The museum displays are impressive and a major theme is the Great Interchange, the movement of species from South America into North America and vice versa, how they have changed through evolution, and how Panama continues to serve as a bridge between the continents today.

We were so privileged to have Dr. George Angehr give us a private tour of the Biomuseo. He is a staff scientist with the Smithsonian Tropical Research Institute and the author of the Birds of Panama.  He was instrumental in designing many of the exhibits at the museum.We are looking forward to birding with him tomorrow.

 On the way out of the museum we caught a glimpse of the beautiful skyline of Panama City.

          Looking at the skyline of Panama City from the Biomuseo

Day 2- Part 2: The Owl Whisperer

After our visit with teachers at the Brader School, Principal Ileana Cote had a special surprise for us. She took us to her home, which has a sanctuary for injured or orphaned owls. Ileana has had a personal passion and interest in owls since a child, which led her to develop this sanctuary at her home to care for owls and release them back into the wild.

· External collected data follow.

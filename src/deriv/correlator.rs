use std::collections::HashMap;
use std::sync::atomic::{AtomicU64, Ordering};
use std::sync::Arc;
use std::time::Duration;

use parking_lot::Mutex;
use serde_json::Value;
use tokio::sync::oneshot;

use super::types::ApiErrorPayload;
use super::ws::FrameSender;
use crate::error::AppError;

type Reply = Result<Value, AppError>;

struct PendingCall {
    /// Connection the request went out on. `None` until the send returns.
    generation: Option<u64>,
    tx: oneshot::Sender<Reply>,
}

#[derive(Default)]
struct PendingTable {
    calls: HashMap<String, PendingCall>,
    /// Highest connection generation known to be closed.
    closed_generation: u64,
}

/// Matches responses on the shared socket to the call that requested them,
/// keyed by the `req_id` echoed back by the upstream.
pub struct RequestCorrelator {
    sender: Arc<dyn FrameSender>,
    pending: Mutex<PendingTable>,
    sequence: AtomicU64,
    timeout: Option<Duration>,
}

/// Removes a registration when the waiting call finishes, times out, or is dropped.
struct PendingSlot<'a> {
    pending: &'a Mutex<PendingTable>,
    req_id: String,
}

impl Drop for PendingSlot<'_> {
    fn drop(&mut self) {
        self.pending.lock().calls.remove(&self.req_id);
    }
}

impl RequestCorrelator {
    pub fn new(sender: Arc<dyn FrameSender>, timeout: Option<Duration>) -> Self {
        Self {
            sender,
            pending: Mutex::new(PendingTable::default()),
            sequence: AtomicU64::new(0),
            timeout,
        }
    }

    /// `<purpose>_<epoch ms>_<seq>`. The sequence keeps ids unique within one millisecond.
    fn next_req_id(&self, purpose: &str) -> String {
        let seq = self.sequence.fetch_add(1, Ordering::Relaxed);
        format!(
            "{}_{}_{}",
            purpose,
            chrono::Utc::now().timestamp_millis(),
            seq
        )
    }

    /// Send `payload` with a fresh `req_id` and wait for the matching response frame.
    ///
    /// Resolves with the full response frame. A frame carrying `error` rejects the
    /// call with [`AppError::DerivApi`]. Losing the connection the request went out
    /// on rejects it with [`AppError::ConnectionLost`], see
    /// [`RequestCorrelator::fail_connection`].
    pub async fn call(&self, purpose: &str, payload: Value) -> Result<Value, AppError> {
        let Value::Object(mut body) = payload else {
            return Err(AppError::InvalidArgument(
                "correlated request payload must be a JSON object".to_string(),
            ));
        };
        let req_id = self.next_req_id(purpose);
        body.insert("req_id".to_string(), Value::String(req_id.clone()));
        let frame = serde_json::to_string(&body)?;

        let (tx, rx) = oneshot::channel();
        self.pending.lock().calls.insert(
            req_id.clone(),
            PendingCall {
                generation: None,
                tx,
            },
        );
        let _slot = PendingSlot {
            pending: &self.pending,
            req_id: req_id.clone(),
        };

        let generation = self.sender.send_tracked(frame)?;
        {
            let mut table = self.pending.lock();
            if generation <= table.closed_generation && generation > 0 {
                tracing::debug!(req_id = %req_id, generation, "Request went out on a closed connection");
                return Err(AppError::ConnectionLost { req_id });
            }
            if let Some(call) = table.calls.get_mut(&req_id) {
                call.generation = Some(generation);
            }
        }
        tracing::debug!(req_id = %req_id, purpose, generation, "Correlated request sent");

        let reply = match self.timeout {
            Some(limit) => match tokio::time::timeout(limit, rx).await {
                Ok(reply) => reply,
                Err(_) => {
                    tracing::warn!(req_id = %req_id, purpose, "Correlated request timed out");
                    return Err(AppError::Timeout {
                        req_id,
                        timeout_ms: limit.as_millis() as u64,
                    });
                }
            },
            None => rx.await,
        };

        match reply {
            Ok(reply) => reply,
            Err(_) => Err(AppError::ConnectionLost { req_id }),
        }
    }

    /// Hand `frame` to its waiting call. Returns `false` when no outstanding call
    /// owns the frame's `req_id`, so the caller can route it elsewhere.
    pub fn resolve(&self, frame: &Value) -> bool {
        let Some(req_id) = frame.get("req_id").and_then(req_id_key) else {
            return false;
        };
        let Some(call) = self.pending.lock().calls.remove(&req_id) else {
            return false;
        };

        let reply = match frame.get("error") {
            Some(error) => {
                let payload = serde_json::from_value::<ApiErrorPayload>(error.clone())
                    .unwrap_or_else(|_| ApiErrorPayload {
                        code: "UnknownError".to_string(),
                        message: error.to_string(),
                    });
                Err(payload.into())
            }
            None => Ok(frame.clone()),
        };
        if call.tx.send(reply).is_err() {
            tracing::debug!(req_id = %req_id, "Response arrived after caller gave up");
        }
        true
    }

    /// Reject the calls sent on connection `generation` or earlier. The upstream
    /// never answers requests from a closed socket. Calls already sent on a newer
    /// connection stay pending.
    pub fn fail_connection(&self, generation: u64) -> usize {
        let failed: Vec<(String, PendingCall)> = {
            let mut table = self.pending.lock();
            table.closed_generation = table.closed_generation.max(generation);
            let stale: Vec<String> = table
                .calls
                .iter()
                .filter(|(_, call)| call.generation.is_some_and(|g| g <= generation))
                .map(|(req_id, _)| req_id.clone())
                .collect();
            stale
                .into_iter()
                .filter_map(|req_id| table.calls.remove_entry(&req_id))
                .collect()
        };
        reject(failed)
    }

    /// Reject every outstanding call regardless of connection.
    pub fn fail_all(&self) -> usize {
        let failed: Vec<(String, PendingCall)> = self.pending.lock().calls.drain().collect();
        reject(failed)
    }

    pub fn pending_count(&self) -> usize {
        self.pending.lock().calls.len()
    }
}

fn reject(calls: Vec<(String, PendingCall)>) -> usize {
    let count = calls.len();
    for (req_id, call) in calls {
        let _ = call.tx.send(Err(AppError::ConnectionLost { req_id }));
    }
    count
}

fn req_id_key(value: &Value) -> Option<String> {
    match value {
        Value::String(s) => Some(s.clone()),
        Value::Number(n) => Some(n.to_string()),
        _ => None,
    }
}

/// Extract the payload field named after the request type, e.g. `authorize`.
pub fn response_field(frame: &Value, field: &str) -> Result<Value, AppError> {
    frame.get(field).cloned().ok_or_else(|| AppError::DerivApi {
        code: "MissingField".to_string(),
        message: format!("response has no `{}` field", field),
    })
}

She has up to 40 owls at a time with aviaries in her yard as well as special owl rooms in her home where the young owls are separated from older owls. She is considered an expert on owls and gives presentations to educate the public about owls.  It was such a privilege for us to be invited into her home to experience her joy and passion for these beautiful birds.

                          One of Ileana's beloved owls

                                 One of the owl's being cared for ny Ileana, the "Owl Whisperer".

                                               One of the "owl rooms" in the sanctuary at Ileana's house.

                                         Turns out Carol and I met Ileana through Project 2061 back in the late 1990's!

Day 2- Part 1: Visit to a Panamanian School

We started our day with a visit to the Brader School in Panama City. Brader is an innovative and prestigious K-12 private school led by an extraordinary, energetic, science-loving principal, Ileana Cotes (Most families send their children to private schools in Panama). We were warmly greeted by Ileana and given a tour of the school, starting with their butterfly garden which they had just finished.

  The teachers presented several projects they have done with their students. They are very into project based learning and use of technology. One elementary teacher shared her interdisciplinary project where the students had to design a sustainable school to scale and produce the model with a 3D printer. It was quite impressive! These students will be future designers of Leeds Platinum schools for sure!

We saw several of the classrooms and were pleased to see that students are engaged in issues of global significance, such as climate change. Science classes are taught in English up until 9th grade.

We enjoyed watching the students at recess in the courtyard where children are just like children everywhere! It was a wonderful opportunity to share ideas with the teachers and we found out that Page and Carol previously met Ileana through Project 2061 when Ileana led a Project 2061 Benchmarks for Science Literacy team from Panama. It’s a small world! Stay tuned for more postings. We are a bit behind due to internet access and exhaustion after a long day of exploring the wonders of Panama!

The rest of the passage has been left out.